TASK DESCRIPTION: Here you must reproduce each line of the data exactly.

MATERIAL PROVIDED:
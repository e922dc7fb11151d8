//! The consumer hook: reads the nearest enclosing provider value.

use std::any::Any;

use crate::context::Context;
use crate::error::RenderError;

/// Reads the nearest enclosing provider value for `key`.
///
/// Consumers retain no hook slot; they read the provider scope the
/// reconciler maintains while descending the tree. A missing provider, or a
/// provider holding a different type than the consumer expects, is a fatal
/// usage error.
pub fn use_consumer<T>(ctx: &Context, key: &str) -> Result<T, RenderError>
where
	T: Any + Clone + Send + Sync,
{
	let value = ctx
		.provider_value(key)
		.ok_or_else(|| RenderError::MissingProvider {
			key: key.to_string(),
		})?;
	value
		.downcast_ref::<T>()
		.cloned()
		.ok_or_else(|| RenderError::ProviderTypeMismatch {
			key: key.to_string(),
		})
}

WRITTEN SOLUTION:
repository e922dc7fb11151d8
//! The consumer hook: reads the nearest enclosing provider value.

use std::any::Any;

use crate::context::Context;
use crate::error::RenderError;

/// Reads the nearest enclosing provider value for `key`.
///
/// Consumers retain no hook slot; they read the provider scope the
/// reconciler maintains while descending the tree. A missing provider, or a
/// provider holding a different type than the consumer expects, is a fatal
/// usage error.
pub fn use_consumer<T>(ctx: &Context, key: &str) -> Result<T, RenderError>
where
	T: Any + Clone + Send + Sync,
{
	let value = ctx
		.provider_value(key)
		.ok_or_else(|| RenderError::MissingProvider {
			key: key.to_string(),
		})?;
	value
		.downcast_ref::<T>()
		.cloned()
		.ok_or_else(|| RenderError::ProviderTypeMismatch {
			key: key.to_string(),
		})
}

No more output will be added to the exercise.